▸ **TASK BRIEF**: Pick out all lines of the entries that include the word "classes" and copy them.
::: EXTRACTED DATA :::
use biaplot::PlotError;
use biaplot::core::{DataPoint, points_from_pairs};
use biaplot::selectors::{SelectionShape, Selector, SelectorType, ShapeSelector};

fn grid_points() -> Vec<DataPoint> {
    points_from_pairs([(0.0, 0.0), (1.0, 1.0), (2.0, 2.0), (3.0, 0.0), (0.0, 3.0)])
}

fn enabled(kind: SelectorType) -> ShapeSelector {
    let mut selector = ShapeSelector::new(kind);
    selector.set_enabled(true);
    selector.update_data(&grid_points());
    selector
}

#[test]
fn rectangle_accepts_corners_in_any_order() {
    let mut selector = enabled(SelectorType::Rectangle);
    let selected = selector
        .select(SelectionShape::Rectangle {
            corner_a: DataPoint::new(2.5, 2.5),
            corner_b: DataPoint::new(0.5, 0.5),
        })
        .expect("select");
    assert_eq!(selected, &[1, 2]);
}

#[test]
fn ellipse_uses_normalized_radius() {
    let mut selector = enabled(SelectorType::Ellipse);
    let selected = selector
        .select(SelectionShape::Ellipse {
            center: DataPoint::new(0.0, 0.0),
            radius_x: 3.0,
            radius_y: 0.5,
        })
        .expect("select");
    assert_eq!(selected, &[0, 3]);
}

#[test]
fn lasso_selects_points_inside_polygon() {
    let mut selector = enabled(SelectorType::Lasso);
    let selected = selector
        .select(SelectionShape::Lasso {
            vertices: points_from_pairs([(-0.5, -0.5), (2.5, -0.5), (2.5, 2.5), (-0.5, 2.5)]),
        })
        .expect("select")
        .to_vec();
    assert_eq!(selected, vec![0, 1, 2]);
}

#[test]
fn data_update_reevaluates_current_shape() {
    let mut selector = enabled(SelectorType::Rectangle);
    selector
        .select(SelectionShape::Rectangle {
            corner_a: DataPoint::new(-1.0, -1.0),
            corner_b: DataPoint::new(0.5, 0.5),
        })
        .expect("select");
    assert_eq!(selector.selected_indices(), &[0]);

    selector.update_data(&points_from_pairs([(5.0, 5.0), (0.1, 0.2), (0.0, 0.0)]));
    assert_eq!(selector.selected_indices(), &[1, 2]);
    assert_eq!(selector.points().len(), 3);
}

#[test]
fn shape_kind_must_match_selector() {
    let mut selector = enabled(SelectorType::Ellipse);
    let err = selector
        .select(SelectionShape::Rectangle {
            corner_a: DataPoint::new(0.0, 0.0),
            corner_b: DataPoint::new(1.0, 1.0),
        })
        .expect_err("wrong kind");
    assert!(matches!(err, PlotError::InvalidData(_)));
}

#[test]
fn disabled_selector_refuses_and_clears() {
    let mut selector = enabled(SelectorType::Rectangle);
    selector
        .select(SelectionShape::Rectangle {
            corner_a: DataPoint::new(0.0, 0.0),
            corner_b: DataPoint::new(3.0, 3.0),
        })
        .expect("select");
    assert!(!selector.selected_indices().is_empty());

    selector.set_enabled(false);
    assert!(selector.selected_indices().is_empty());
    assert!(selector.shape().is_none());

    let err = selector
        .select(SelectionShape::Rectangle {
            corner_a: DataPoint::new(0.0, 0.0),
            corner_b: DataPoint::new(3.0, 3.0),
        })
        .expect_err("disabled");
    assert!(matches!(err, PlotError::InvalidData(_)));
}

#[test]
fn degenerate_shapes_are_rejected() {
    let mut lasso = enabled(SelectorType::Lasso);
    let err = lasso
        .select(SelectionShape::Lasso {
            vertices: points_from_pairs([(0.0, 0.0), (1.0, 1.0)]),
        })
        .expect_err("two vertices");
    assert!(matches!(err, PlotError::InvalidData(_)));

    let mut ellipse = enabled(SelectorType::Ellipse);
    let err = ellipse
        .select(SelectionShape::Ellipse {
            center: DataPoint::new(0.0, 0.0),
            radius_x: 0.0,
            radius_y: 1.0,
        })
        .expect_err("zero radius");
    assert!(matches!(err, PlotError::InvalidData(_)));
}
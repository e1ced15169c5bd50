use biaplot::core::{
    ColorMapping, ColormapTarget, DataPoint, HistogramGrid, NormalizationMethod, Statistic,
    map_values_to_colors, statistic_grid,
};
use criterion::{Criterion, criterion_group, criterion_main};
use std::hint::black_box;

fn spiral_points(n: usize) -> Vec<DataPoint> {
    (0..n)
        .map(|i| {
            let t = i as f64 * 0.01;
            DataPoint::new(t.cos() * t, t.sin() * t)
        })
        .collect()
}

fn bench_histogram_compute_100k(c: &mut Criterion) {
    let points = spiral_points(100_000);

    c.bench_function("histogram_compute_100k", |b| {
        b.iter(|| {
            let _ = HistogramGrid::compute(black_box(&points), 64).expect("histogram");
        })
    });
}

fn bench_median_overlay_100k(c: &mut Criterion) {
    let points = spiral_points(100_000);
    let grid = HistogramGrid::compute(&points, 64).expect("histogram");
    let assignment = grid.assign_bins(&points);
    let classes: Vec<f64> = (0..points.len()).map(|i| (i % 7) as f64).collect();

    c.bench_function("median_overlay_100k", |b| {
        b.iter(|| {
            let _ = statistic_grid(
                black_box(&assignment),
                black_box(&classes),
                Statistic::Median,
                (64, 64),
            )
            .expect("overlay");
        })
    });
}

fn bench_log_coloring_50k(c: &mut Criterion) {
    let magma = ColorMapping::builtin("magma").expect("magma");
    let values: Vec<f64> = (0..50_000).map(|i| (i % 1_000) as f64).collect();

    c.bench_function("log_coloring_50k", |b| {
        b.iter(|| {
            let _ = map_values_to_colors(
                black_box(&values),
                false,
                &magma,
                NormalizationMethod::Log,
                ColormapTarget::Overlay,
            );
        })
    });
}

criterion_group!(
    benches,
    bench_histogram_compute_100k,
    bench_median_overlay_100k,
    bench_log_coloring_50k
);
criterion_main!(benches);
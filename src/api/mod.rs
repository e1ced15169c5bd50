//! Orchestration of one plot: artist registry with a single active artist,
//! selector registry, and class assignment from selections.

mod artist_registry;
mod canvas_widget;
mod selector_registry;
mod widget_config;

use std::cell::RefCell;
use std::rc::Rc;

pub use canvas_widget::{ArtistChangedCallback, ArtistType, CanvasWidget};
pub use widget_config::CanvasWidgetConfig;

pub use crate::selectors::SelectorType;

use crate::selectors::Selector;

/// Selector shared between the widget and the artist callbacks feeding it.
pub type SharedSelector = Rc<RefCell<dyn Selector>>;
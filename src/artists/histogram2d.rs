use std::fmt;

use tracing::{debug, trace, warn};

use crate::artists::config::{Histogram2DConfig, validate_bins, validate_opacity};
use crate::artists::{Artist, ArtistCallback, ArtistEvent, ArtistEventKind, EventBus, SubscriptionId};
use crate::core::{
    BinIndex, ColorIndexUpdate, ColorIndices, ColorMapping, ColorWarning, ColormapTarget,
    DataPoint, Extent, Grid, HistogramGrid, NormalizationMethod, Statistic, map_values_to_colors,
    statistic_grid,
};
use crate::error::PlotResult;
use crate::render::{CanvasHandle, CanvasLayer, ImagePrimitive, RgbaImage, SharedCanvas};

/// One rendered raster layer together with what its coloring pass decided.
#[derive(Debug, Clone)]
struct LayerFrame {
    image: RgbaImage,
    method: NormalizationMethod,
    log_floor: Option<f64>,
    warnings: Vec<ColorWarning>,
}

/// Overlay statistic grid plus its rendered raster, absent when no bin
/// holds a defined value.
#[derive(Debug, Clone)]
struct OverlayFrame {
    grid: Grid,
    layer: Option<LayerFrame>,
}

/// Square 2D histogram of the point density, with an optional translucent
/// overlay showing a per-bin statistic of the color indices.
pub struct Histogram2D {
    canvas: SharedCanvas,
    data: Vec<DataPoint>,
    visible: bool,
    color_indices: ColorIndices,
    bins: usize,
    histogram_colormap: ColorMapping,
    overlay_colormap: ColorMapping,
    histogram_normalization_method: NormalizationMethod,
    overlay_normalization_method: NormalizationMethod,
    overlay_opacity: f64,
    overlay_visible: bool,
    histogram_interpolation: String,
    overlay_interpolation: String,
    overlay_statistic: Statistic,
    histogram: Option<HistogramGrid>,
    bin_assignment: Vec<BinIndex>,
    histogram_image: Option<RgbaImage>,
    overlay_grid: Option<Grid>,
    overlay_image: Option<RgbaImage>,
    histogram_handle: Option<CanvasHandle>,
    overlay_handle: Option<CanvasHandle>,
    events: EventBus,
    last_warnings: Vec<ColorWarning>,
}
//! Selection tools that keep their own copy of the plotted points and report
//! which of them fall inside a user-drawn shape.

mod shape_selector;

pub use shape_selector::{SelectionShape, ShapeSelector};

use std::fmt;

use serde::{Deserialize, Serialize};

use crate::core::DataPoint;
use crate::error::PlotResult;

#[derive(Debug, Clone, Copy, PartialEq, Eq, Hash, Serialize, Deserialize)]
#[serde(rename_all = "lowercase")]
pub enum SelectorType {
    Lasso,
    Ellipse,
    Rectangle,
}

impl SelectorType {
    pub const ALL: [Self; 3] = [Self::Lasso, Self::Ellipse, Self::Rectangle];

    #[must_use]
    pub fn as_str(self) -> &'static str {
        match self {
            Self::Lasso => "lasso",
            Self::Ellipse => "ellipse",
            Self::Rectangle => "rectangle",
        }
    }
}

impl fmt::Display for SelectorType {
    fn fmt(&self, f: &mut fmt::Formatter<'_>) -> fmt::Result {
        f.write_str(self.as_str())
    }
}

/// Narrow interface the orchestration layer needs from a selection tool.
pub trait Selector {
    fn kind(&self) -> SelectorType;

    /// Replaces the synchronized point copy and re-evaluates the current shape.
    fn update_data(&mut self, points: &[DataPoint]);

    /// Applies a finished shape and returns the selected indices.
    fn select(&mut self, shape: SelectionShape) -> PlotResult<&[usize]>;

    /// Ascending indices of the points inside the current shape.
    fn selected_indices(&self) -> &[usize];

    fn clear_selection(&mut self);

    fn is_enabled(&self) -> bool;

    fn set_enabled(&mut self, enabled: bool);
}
:::
▸ **PROBLEM SOLUTION**:
    let classes: Vec<f64> = (0..points.len()).map(|i| (i % 7) as f64).collect();
                black_box(&classes),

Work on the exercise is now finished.